Threats to religious liberty: If we can’t solve this one, nothing else will matter. Religious freedom is increasingly under attack, as people of simple faith face discrimination – or worse – for defending marriage and other basic values like expressing faith publicly, against militant and well-funded special interest groups. Courts and individual judges are ruling from the bench against believers – and belief itself.

Parents rights in their children’s education: School choice is becoming the civil-rights issue of the day. Teachers unions, many controlled by the same special interest groups, are compelled to undermine parents’ teaching and brainwash their kids with secular, humanistic dogma instead of real American history and traditional values.

Health care: This issue is not just about providing sensible health care to all citizens; it’s about giving government unprecedented control over the whole matter, and at a cost that will bankrupt the country.

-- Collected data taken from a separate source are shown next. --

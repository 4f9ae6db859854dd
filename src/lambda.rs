#[cfg(feature = "lambda")]
use anyhow::Context as _;
#[cfg(feature = "lambda")]
use dns_backup::utils::{logger, validation::Validate};
#[cfg(feature = "lambda")]
use dns_backup::{build_aws_engine, BackupConfig, RunSummary};
#[cfg(feature = "lambda")]
use lambda_runtime::{run, service_fn, Error, LambdaEvent};
#[cfg(feature = "lambda")]
use serde::{Deserialize, Serialize};
#[cfg(feature = "lambda")]
use std::time::{Duration, SystemTime, UNIX_EPOCH};
#[cfg(feature = "lambda")]
use tokio_util::sync::CancellationToken;

/// Time left for the run to wind down before the invocation deadline.
#[cfg(feature = "lambda")]
const DEADLINE_MARGIN: Duration = Duration::from_secs(5);

/// Scheduled events carry their own fields; only `accounts` is read.
#[cfg(feature = "lambda")]
#[derive(Debug, Default, Deserialize)]
pub struct Request {
    #[serde(default)]
    pub accounts: Option<Vec<String>>,
}

#[cfg(feature = "lambda")]
#[derive(Serialize)]
pub struct Response {
    pub message: String,
    pub summary: RunSummary,
}

#[cfg(feature = "lambda")]
async fn backup(request: Request, cancel: CancellationToken) -> anyhow::Result<RunSummary> {
    let mut config = BackupConfig::from_env().context("loading DNS_BACKUP_* configuration")?;
    if let Some(accounts) = request.accounts {
        tracing::info!(accounts = accounts.len(), "Account list taken from the event");
        config.job.accounts = accounts;
    }
    config.validate().context("invalid configuration")?;

    let engine = build_aws_engine(config)
        .await
        .context("setting up AWS clients")?;

    engine.run(&cancel).await.context("backup run failed")
}

#[cfg(feature = "lambda")]
fn time_left(deadline_ms: u64) -> Duration {
    let now_ms = SystemTime::now()
        .duration_since(UNIX_EPOCH)
        .map(|d| d.as_millis() as u64)
        .unwrap_or_default();
    Duration::from_millis(deadline_ms.saturating_sub(now_ms)).saturating_sub(DEADLINE_MARGIN)
}

#[cfg(feature = "lambda")]
async fn function_handler(event: LambdaEvent<Request>) -> Result<Response, Error> {
    tracing::info!(request_id = %event.context.request_id, "Starting DNS backup Lambda function");

    let cancel = CancellationToken::new();
    let watchdog = {
        let cancel = cancel.clone();
        let remaining = time_left(event.context.deadline);
        tokio::spawn(async move {
            tokio::time::sleep(remaining).await;
            tracing::warn!("Invocation deadline approaching, cancelling run");
            cancel.cancel();
        })
    };

    let result = backup(event.payload, cancel).await;
    watchdog.abort();

    let summary = result.inspect_err(|e| {
        tracing::error!(error = %format!("{:#}", e), "DNS backup failed");
    })?;

    tracing::info!(
        accounts = summary.accounts,
        zones = summary.zones,
        "DNS backup Lambda function completed successfully"
    );
    Ok(Response {
        message: "DNS backup completed successfully".to_string(),
        summary,
    })
}

#[cfg(feature = "lambda")]
#[tokio::main]
async fn main() -> Result<(), Error> {
    logger::init_lambda_logger();

    run(service_fn(function_handler)).await
}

Citizenship: The freedoms we value as Americans all derive from our citizenship, and the rights guaranteed us by our Constitution. These rights come from God and have been paid for in the blood and sacrifice of our valiant men and women over two centuries. They can’t be just given away – or taken illegally.

Marriage: There is not one person in this country who wasn’t born to a father and a mother. The circumstances vary widely, of course, but the biological facts are incontrovertible. The institution of marriage between a man and a woman is the very foundation, not just of America, but the human race itself.

Focus on the Family continues to lead the legislative and judicial battles to preserve our very society. Whole states, a lot of them, are fighting the government health-care takeover, and Focus on the Family mounted a grassroots voter campaign that helped elect the new attorney general in Virginia, a new leader in the fight. Convinced that not voting responsibly from now on is just un-American, Focus on the Family is actively involved in voter registration drives this fall in states where great and needed changes can be made on Election Day.

Friend, I’m as concerned now as my parents were in 1941. We need to contact Focus on the Family (800-A-FAMILY or FocusOnTheFamily.com) and give sacrificially to support their intelligent and effective soldiering to save our nation.

We’re quickly running out of time and opportunity.